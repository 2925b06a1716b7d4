//! Command dispatcher.
//!
//! Runs parsed commands against the address book and renders the reply
//! text. Nothing here prints; the REPL decides what to do with replies.

use crate::cli::commands::{Command, USAGE};
use crate::config::Config;
use crate::error::{CommandError, CommandResult};
use crate::matching::NameMatcher;
use crate::models::{AddressBook, Record};
use chrono::{Local, NaiveDate};
use tracing::debug;

/// Text to show the user and whether the session should end.
#[derive(Debug, Clone, PartialEq, Eq)]
pub struct Reply {
    pub text: String,
    pub exit: bool,
}

impl Reply {
    fn text(text: impl Into<String>) -> Self {
        Self {
            text: text.into(),
            exit: false,
        }
    }

    fn exit(text: impl Into<String>) -> Self {
        Self {
            text: text.into(),
            exit: true,
        }
    }
}

/// Owns the address book for the length of a session and applies commands
/// to it.
pub struct CommandDispatcher {
    book: AddressBook,
    matcher: NameMatcher,
    max_suggestions: usize,
    match_threshold: u8,
    today: Option<NaiveDate>,
}

impl CommandDispatcher {
    pub fn new(book: AddressBook, config: &Config) -> Self {
        Self {
            book,
            matcher: NameMatcher::new(),
            max_suggestions: config.max_name_suggestions,
            match_threshold: config.name_match_threshold,
            today: None,
        }
    }

    /// Use a fixed date for the birthday report instead of the local date.
    pub fn with_today(mut self, today: NaiveDate) -> Self {
        self.today = Some(today);
        self
    }

    pub fn book(&self) -> &AddressBook {
        &self.book
    }

    pub fn into_book(self) -> AddressBook {
        self.book
    }

    /// Parse and run one input line. Returns `None` for a blank line.
    ///
    /// Errors are rendered into the reply; they never end the session.
    pub fn handle_line(&mut self, line: &str) -> Option<Reply> {
        let result = match Command::parse(line) {
            Ok(Some(command)) => self.execute(command),
            Ok(None) => return None,
            Err(e) => Err(e),
        };

        Some(result.unwrap_or_else(|e| {
            debug!("Command failed: {}", e);
            Reply::text(e.to_string())
        }))
    }

    /// Run one parsed command.
    pub fn execute(&mut self, command: Command) -> CommandResult<Reply> {
        debug!("Executing {:?}", command);

        let reply = match command {
            Command::Hello => Reply::text("How can I help you?"),
            Command::Help => Reply::text(Self::help_text()),
            Command::Exit => Reply::exit("Good bye!"),
            Command::Add {
                name,
                phone,
                birthday,
            } => {
                let outcome = self.book.add_record(&name, &phone, birthday.as_deref())?;
                let mut text = match self.book.find_record(&name) {
                    Some(record) => format!("Last added record {}", record),
                    None => format!("Last added record {}", name),
                };
                if let Some(outcome) = outcome {
                    text.push('\n');
                    text.push_str(&outcome.to_string());
                }
                Reply::text(text)
            }
            Command::Find { name } => Reply::text(self.record(&name)?.to_string()),
            Command::Remove { name } => match self.book.remove_record(&name) {
                Some(_) => Reply::text(format!("Record {} removed.", name)),
                None => return Err(self.not_found(&name)),
            },
            Command::All => {
                if self.book.is_empty() {
                    Reply::text("Address book is empty.")
                } else {
                    let lines: Vec<String> = self.book.iter().map(Record::summary_line).collect();
                    Reply::text(lines.join("\n"))
                }
            }
            Command::AddPhone { name, phone } => {
                let record = self.record_mut(&name)?;
                record.add_phone(&phone)?;
                Reply::text(format!(
                    "Phone added. Phones of {}: {}",
                    record.name(),
                    record.phones_joined(", ")
                ))
            }
            Command::EditPhone {
                name,
                old_phone,
                new_phone,
            } => {
                let record = self.record_mut(&name)?;
                if record.edit_phone(&old_phone, &new_phone)? {
                    Reply::text(format!("Phone number for {} has been updated.", name))
                } else {
                    Reply::text(format!("Phone {} not found for {}.", old_phone, name))
                }
            }
            Command::RemovePhone { name, phone } => {
                let record = self.record_mut(&name)?;
                if record.remove_phone(&phone) {
                    Reply::text("Phone removed.")
                } else {
                    Reply::text(format!("Phone {} not found for {}.", phone, name))
                }
            }
            Command::AddBirthday { name, birthday } => {
                let record = self.record_mut(&name)?;
                Reply::text(record.set_birthday(&birthday).to_string())
            }
            Command::ShowBirthday { name } => Reply::text(self.record(&name)?.describe_birthday()),
            Command::Birthdays => {
                let today = self.today.unwrap_or_else(|| Local::now().date_naive());
                let upcoming = self.book.birthdays_due_this_week(today);
                if upcoming.is_empty() {
                    Reply::text("No birthdays in the next 7 days.")
                } else {
                    Reply::text(upcoming.to_string())
                }
            }
        };

        Ok(reply)
    }

    fn record(&self, name: &str) -> CommandResult<&Record> {
        self.book
            .find_record(name)
            .ok_or_else(|| self.not_found(name))
    }

    fn record_mut(&mut self, name: &str) -> CommandResult<&mut Record> {
        let Self {
            book,
            matcher,
            max_suggestions,
            match_threshold,
            ..
        } = self;
        book.find_record_mut_or_else(name, |book| {
            not_found(matcher, book, name, *max_suggestions, *match_threshold)
        })
    }

    fn not_found(&self, name: &str) -> CommandError {
        not_found(
            &self.matcher,
            &self.book,
            name,
            self.max_suggestions,
            self.match_threshold,
        )
    }

    fn help_text() -> String {
        let mut text = String::from("Available commands:");
        for (_, usage) in USAGE {
            text.push_str("\n  ");
            text.push_str(usage);
        }
        text
    }
}

/// Lookup-miss error with "did you mean" suggestions from `book`.
fn not_found(
    matcher: &NameMatcher,
    book: &AddressBook,
    name: &str,
    max_suggestions: usize,
    match_threshold: u8,
) -> CommandError {
    CommandError::RecordNotFound {
        name: name.to_string(),
        suggestions: matcher.suggest(name, book.names(), max_suggestions, match_threshold),
    }
}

________________

→ Exercise instructions
Set down the entries above once more, verbatim.

→ Result for this exercise
repository 2925b06a1716b7d4
//! Command dispatcher.
//!
//! Runs parsed commands against the address book and renders the reply
//! text. Nothing here prints; the REPL decides what to do with replies.

use crate::cli::commands::{Command, USAGE};
use crate::config::Config;
use crate::error::{CommandError, CommandResult};
use crate::matching::NameMatcher;
use crate::models::{AddressBook, Record};
use chrono::{Local, NaiveDate};
use tracing::debug;

/// Text to show the user and whether the session should end.
#[derive(Debug, Clone, PartialEq, Eq)]
pub struct Reply {
    pub text: String,
    pub exit: bool,
}

impl Reply {
    fn text(text: impl Into<String>) -> Self {
        Self {
            text: text.into(),
            exit: false,
        }
    }

    fn exit(text: impl Into<String>) -> Self {
        Self {
            text: text.into(),
            exit: true,
        }
    }
}

/// Owns the address book for the length of a session and applies commands
/// to it.
pub struct CommandDispatcher {
    book: AddressBook,
    matcher: NameMatcher,
    max_suggestions: usize,
    match_threshold: u8,
    today: Option<NaiveDate>,
}

impl CommandDispatcher {
    pub fn new(book: AddressBook, config: &Config) -> Self {
        Self {
            book,
            matcher: NameMatcher::new(),
            max_suggestions: config.max_name_suggestions,
            match_threshold: config.name_match_threshold,
            today: None,
        }
    }

    /// Use a fixed date for the birthday report instead of the local date.
    pub fn with_today(mut self, today: NaiveDate) -> Self {
        self.today = Some(today);
        self
    }

    pub fn book(&self) -> &AddressBook {
        &self.book
    }

    pub fn into_book(self) -> AddressBook {
        self.book
    }

    /// Parse and run one input line. Returns `None` for a blank line.
    ///
    /// Errors are rendered into the reply; they never end the session.
    pub fn handle_line(&mut self, line: &str) -> Option<Reply> {
        let result = match Command::parse(line) {
            Ok(Some(command)) => self.execute(command),
            Ok(None) => return None,
            Err(e) => Err(e),
        };

        Some(result.unwrap_or_else(|e| {
            debug!("Command failed: {}", e);
            Reply::text(e.to_string())
        }))
    }

    /// Run one parsed command.
    pub fn execute(&mut self, command: Command) -> CommandResult<Reply> {
        debug!("Executing {:?}", command);

        let reply = match command {
            Command::Hello => Reply::text("How can I help you?"),
            Command::Help => Reply::text(Self::help_text()),
            Command::Exit => Reply::exit("Good bye!"),
            Command::Add {
                name,
                phone,
                birthday,
            } => {
                let outcome = self.book.add_record(&name, &phone, birthday.as_deref())?;
                let mut text = match self.book.find_record(&name) {
                    Some(record) => format!("Last added record {}", record),
                    None => format!("Last added record {}", name),
                };
                if let Some(outcome) = outcome {
                    text.push('\n');
                    text.push_str(&outcome.to_string());
                }
                Reply::text(text)
            }
            Command::Find { name } => Reply::text(self.record(&name)?.to_string()),
            Command::Remove { name } => match self.book.remove_record(&name) {
                Some(_) => Reply::text(format!("Record {} removed.", name)),
                None => return Err(self.not_found(&name)),
            },
            Command::All => {
                if self.book.is_empty() {
                    Reply::text("Address book is empty.")
                } else {
                    let lines: Vec<String> = self.book.iter().map(Record::summary_line).collect();
                    Reply::text(lines.join("\n"))
                }
            }
            Command::AddPhone { name, phone } => {
                let record = self.record_mut(&name)?;
                record.add_phone(&phone)?;
                Reply::text(format!(
                    "Phone added. Phones of {}: {}",
                    record.name(),
                    record.phones_joined(", ")
                ))
            }
            Command::EditPhone {
                name,
                old_phone,
                new_phone,
            } => {
                let record = self.record_mut(&name)?;
                if record.edit_phone(&old_phone, &new_phone)? {
                    Reply::text(format!("Phone number for {} has been updated.", name))
                } else {
                    Reply::text(format!("Phone {} not found for {}.", old_phone, name))
                }
            }
            Command::RemovePhone { name, phone } => {
                let record = self.record_mut(&name)?;
                if record.remove_phone(&phone) {
                    Reply::text("Phone removed.")
                } else {
                    Reply::text(format!("Phone {} not found for {}.", phone, name))
                }
            }
            Command::AddBirthday { name, birthday } => {
                let record = self.record_mut(&name)?;
                Reply::text(record.set_birthday(&birthday).to_string())
            }
            Command::ShowBirthday { name } => Reply::text(self.record(&name)?.describe_birthday()),
            Command::Birthdays => {
                let today = self.today.unwrap_or_else(|| Local::now().date_naive());
                let upcoming = self.book.birthdays_due_this_week(today);
                if upcoming.is_empty() {
                    Reply::text("No birthdays in the next 7 days.")
                } else {
                    Reply::text(upcoming.to_string())
                }
            }
        };

        Ok(reply)
    }

    fn record(&self, name: &str) -> CommandResult<&Record> {
        self.book
            .find_record(name)
            .ok_or_else(|| self.not_found(name))
    }

    fn record_mut(&mut self, name: &str) -> CommandResult<&mut Record> {
        let Self {
            book,
            matcher,
            max_suggestions,
            match_threshold,
            ..
        } = self;
        book.find_record_mut_or_else(name, |book| {
            not_found(matcher, book, name, *max_suggestions, *match_threshold)
        })
    }

    fn not_found(&self, name: &str) -> CommandError {
        not_found(
            &self.matcher,
            &self.book,
            name,
            self.max_suggestions,
            self.match_threshold,
        )
    }

    fn help_text() -> String {
        let mut text = String::from("Available commands:");
        for (_, usage) in USAGE {
            text.push_str("\n  ");
            text.push_str(usage);
        }
        text
    }
}

/// Lookup-miss error with "did you mean" suggestions from `book`.
fn not_found(
    matcher: &NameMatcher,
    book: &AddressBook,
    name: &str,
    max_suggestions: usize,
    match_threshold: u8,
) -> CommandError {
    CommandError::RecordNotFound {
        name: name.to_string(),
        suggestions: matcher.suggest(name, book.names(), max_suggestions, match_threshold),
    }
}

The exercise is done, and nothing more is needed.